*** Given data ***

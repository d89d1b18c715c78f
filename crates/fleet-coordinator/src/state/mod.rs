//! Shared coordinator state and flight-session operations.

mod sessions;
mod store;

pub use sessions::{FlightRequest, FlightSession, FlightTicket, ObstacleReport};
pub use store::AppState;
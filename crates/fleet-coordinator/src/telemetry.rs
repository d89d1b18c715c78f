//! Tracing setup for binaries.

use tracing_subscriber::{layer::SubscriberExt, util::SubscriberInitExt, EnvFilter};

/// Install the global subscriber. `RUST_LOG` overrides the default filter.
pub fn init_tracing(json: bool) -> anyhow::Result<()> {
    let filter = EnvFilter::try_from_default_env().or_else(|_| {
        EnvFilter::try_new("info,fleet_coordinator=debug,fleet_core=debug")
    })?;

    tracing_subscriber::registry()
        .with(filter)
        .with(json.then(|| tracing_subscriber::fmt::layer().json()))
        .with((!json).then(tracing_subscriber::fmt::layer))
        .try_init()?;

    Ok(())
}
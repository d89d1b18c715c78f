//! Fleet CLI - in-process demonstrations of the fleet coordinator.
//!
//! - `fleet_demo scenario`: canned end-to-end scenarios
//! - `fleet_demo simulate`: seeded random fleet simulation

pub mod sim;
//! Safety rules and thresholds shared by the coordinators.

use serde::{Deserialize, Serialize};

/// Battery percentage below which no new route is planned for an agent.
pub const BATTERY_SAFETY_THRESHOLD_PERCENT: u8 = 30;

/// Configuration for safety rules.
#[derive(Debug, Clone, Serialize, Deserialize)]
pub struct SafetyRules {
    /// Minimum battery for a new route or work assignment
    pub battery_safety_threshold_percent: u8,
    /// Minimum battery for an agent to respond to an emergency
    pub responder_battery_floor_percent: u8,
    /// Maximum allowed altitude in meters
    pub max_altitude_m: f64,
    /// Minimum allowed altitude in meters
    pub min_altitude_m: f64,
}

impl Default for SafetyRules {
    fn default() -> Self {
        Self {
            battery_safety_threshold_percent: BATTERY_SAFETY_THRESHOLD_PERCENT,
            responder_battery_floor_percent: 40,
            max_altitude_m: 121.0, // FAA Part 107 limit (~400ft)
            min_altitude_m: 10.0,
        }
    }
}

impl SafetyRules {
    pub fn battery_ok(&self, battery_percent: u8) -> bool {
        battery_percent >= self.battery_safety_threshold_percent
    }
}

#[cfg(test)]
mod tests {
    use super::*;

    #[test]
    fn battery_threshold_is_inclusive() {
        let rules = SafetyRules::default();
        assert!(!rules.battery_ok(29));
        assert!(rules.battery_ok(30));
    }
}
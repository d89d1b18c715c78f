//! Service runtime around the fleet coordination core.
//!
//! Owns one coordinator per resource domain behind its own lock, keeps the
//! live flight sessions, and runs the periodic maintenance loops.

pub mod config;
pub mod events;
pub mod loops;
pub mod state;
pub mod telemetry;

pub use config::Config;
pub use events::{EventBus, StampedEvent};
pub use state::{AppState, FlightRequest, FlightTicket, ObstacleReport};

*** End of Given data ***
*** Given data ***

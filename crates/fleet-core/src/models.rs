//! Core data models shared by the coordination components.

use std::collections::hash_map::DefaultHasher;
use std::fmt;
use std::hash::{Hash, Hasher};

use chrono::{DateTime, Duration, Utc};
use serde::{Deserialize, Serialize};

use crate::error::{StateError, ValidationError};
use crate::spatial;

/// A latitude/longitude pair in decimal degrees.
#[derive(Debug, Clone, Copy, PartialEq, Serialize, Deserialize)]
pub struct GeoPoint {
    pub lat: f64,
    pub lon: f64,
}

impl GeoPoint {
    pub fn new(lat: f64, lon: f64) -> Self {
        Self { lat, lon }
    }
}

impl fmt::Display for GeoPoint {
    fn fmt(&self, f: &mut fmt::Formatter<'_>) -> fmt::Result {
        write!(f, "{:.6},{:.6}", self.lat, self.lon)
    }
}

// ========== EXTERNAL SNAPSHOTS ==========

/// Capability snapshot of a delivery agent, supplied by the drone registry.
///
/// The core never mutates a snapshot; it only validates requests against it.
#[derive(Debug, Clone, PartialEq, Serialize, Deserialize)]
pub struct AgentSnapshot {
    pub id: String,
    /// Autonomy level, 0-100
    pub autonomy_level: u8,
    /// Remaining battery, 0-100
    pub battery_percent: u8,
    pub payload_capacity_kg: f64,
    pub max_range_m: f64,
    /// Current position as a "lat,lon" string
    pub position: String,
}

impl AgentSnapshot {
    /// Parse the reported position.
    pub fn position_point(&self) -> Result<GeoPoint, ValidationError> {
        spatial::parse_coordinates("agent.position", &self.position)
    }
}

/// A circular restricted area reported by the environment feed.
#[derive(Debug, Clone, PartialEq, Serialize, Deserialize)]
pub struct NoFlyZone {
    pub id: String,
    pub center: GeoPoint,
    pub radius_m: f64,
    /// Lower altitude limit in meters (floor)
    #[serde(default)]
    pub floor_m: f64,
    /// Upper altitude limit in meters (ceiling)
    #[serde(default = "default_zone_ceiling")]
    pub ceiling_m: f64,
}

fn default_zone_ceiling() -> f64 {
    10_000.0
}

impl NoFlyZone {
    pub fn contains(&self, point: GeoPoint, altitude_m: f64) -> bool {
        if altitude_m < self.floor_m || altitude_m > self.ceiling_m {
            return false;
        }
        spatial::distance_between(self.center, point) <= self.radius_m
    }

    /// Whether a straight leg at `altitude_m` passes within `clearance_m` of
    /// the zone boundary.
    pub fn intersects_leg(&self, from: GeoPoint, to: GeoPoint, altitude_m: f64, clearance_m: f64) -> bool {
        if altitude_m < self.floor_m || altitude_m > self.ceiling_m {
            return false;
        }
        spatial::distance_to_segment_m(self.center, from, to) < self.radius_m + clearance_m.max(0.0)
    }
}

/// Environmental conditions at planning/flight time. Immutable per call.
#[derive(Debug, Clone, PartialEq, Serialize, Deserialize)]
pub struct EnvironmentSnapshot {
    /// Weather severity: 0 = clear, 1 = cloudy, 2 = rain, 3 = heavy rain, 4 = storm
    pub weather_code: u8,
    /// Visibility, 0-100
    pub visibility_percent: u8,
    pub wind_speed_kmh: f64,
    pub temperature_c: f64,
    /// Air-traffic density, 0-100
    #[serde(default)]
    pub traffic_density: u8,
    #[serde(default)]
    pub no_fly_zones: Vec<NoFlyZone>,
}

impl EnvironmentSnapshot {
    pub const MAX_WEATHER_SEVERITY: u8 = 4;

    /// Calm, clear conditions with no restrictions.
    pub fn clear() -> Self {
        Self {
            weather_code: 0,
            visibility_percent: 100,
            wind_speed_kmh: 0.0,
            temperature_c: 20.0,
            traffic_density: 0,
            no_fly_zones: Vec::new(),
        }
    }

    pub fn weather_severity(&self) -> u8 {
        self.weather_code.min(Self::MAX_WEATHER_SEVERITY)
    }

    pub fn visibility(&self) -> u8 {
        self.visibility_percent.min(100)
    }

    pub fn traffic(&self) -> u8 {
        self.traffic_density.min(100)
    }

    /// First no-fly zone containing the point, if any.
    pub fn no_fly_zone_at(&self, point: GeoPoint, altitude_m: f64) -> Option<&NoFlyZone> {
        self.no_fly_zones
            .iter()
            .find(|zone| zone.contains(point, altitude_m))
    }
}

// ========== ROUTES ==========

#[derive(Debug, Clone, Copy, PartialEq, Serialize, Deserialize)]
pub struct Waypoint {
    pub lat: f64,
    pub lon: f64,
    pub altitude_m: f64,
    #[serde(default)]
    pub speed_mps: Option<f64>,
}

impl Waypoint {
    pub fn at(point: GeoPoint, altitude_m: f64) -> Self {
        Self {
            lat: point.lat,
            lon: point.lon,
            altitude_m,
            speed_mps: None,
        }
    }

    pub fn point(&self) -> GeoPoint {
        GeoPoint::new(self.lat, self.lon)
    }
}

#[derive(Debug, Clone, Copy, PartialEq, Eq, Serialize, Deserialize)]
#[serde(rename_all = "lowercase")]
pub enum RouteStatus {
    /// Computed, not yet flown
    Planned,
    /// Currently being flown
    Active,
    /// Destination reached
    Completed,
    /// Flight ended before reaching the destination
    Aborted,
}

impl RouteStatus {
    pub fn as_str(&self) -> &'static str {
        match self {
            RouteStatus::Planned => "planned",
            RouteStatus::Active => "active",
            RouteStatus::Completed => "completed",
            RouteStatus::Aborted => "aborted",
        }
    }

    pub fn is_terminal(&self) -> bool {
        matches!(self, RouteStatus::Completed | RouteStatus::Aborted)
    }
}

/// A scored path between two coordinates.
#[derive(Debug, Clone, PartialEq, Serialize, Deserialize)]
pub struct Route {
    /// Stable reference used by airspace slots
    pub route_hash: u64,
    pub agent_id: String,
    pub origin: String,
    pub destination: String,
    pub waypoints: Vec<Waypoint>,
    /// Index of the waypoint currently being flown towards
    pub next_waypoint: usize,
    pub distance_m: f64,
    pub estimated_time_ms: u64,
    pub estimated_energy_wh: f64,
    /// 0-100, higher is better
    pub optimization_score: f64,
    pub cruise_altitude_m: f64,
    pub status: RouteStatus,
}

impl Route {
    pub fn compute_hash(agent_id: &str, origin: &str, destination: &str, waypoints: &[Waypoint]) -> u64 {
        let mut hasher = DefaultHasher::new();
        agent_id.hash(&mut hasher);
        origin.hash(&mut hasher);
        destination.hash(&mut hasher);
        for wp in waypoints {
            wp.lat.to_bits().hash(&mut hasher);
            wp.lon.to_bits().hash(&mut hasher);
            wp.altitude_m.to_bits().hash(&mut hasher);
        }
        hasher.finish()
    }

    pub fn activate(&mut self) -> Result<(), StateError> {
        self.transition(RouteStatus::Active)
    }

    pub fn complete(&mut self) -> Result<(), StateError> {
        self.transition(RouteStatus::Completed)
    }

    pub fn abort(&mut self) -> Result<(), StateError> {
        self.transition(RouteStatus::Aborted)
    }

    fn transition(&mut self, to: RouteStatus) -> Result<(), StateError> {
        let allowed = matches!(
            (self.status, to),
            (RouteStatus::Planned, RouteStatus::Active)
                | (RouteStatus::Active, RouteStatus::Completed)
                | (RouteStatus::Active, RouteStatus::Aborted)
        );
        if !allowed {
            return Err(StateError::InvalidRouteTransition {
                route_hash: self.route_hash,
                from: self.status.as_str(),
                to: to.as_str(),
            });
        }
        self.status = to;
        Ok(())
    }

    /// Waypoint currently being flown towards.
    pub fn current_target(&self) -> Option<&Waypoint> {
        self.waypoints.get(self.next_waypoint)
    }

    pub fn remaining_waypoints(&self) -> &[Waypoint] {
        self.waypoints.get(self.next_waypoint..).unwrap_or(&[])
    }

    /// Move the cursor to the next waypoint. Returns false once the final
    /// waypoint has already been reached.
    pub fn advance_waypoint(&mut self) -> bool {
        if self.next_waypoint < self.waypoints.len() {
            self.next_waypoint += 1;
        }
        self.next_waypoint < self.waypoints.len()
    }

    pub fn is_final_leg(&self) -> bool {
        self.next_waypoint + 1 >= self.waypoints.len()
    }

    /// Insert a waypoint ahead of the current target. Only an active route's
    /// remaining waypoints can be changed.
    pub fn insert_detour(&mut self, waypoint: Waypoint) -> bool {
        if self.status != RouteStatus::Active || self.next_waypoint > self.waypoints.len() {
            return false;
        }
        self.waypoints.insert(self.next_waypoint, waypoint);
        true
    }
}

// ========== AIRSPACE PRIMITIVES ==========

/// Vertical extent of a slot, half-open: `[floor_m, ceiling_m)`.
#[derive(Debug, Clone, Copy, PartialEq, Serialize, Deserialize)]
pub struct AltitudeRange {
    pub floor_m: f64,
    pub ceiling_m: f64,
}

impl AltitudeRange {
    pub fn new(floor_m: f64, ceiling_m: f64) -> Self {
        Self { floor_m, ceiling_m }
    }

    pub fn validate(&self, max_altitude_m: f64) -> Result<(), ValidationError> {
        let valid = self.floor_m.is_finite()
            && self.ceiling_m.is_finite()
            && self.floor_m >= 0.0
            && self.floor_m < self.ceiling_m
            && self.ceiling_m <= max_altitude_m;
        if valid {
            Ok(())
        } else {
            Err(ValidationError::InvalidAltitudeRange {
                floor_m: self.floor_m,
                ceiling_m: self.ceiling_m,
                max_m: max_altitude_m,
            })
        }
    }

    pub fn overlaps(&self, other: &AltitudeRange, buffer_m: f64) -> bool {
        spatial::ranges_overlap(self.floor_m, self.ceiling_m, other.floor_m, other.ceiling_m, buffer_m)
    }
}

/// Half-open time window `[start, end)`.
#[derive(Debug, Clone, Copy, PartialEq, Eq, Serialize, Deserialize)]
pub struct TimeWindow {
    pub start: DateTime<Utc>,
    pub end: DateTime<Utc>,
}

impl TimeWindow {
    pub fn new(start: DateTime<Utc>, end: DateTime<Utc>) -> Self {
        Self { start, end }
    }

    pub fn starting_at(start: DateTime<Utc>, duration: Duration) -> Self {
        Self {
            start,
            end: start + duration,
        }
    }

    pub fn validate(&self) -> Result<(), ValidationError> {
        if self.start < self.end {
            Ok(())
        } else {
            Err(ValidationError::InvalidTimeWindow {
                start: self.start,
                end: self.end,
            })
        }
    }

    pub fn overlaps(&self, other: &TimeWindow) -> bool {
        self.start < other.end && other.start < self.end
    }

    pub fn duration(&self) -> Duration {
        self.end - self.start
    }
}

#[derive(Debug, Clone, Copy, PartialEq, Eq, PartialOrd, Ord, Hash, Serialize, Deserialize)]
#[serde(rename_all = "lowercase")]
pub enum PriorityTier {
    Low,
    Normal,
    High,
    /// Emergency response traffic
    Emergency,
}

*** End of Given data ***
*** Given data ***

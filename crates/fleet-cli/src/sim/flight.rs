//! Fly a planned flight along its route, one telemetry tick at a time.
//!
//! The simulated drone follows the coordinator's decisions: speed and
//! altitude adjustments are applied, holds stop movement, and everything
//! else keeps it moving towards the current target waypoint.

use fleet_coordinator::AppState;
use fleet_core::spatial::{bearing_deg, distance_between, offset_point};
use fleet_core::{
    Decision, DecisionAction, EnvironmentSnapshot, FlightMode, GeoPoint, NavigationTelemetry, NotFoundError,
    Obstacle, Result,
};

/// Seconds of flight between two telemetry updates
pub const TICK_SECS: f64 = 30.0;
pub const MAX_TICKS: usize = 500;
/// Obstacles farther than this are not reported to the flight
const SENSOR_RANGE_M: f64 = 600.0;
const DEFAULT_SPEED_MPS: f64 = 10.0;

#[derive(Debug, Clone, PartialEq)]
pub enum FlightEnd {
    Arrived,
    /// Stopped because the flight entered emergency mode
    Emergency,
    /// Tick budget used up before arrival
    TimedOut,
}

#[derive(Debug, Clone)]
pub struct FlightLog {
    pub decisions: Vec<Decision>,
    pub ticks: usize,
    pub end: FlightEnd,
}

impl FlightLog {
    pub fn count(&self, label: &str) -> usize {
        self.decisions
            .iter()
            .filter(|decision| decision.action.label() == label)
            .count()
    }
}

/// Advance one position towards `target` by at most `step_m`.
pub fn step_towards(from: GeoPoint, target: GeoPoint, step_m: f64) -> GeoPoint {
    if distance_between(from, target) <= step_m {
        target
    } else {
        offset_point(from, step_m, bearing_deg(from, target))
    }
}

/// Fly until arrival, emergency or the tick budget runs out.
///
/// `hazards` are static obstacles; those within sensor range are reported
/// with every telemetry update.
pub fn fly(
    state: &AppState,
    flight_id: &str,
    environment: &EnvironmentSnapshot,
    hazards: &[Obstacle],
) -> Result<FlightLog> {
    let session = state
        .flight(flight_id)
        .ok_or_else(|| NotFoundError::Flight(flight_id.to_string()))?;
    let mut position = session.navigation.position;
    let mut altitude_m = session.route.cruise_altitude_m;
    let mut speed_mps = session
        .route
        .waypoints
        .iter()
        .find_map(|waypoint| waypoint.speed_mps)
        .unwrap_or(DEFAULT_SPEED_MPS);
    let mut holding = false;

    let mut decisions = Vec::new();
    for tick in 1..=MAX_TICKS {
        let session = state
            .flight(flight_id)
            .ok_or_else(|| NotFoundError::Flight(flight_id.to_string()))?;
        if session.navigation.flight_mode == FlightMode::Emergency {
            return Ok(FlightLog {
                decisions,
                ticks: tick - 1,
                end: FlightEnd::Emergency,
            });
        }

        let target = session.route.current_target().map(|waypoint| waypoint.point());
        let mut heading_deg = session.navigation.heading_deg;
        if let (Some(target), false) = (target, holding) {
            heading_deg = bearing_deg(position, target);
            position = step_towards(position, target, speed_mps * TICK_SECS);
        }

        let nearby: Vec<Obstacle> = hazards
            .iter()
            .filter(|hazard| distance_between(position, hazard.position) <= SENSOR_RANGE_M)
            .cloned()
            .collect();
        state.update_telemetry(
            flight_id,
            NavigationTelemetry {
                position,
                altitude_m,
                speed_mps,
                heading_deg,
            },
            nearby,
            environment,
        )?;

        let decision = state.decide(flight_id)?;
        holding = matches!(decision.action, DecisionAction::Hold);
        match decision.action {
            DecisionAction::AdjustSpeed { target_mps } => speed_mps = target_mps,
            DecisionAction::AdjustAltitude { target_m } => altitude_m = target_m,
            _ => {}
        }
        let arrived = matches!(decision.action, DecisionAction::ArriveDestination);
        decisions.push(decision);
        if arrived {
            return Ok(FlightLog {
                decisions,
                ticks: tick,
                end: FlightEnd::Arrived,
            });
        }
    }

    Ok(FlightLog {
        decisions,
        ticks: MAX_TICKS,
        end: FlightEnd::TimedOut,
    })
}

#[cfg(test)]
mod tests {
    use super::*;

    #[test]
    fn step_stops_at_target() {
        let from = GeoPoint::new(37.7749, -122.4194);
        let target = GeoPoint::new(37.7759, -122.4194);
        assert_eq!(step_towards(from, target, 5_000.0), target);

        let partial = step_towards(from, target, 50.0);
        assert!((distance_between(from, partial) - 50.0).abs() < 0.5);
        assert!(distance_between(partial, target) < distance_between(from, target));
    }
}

*** End of Given data ***

Activity. Would you please copy exactly the part of the entries above that begins at the line containing "the drone registry." and ends at the line containing "pub struct AgentSnapshot", both lines included?

Exercise answer.
/// Capability snapshot of a delivery agent, supplied by the drone registry.
///
/// The core never mutates a snapshot; it only validates requests against it.
#[derive(Debug, Clone, PartialEq, Serialize, Deserialize)]
pub struct AgentSnapshot {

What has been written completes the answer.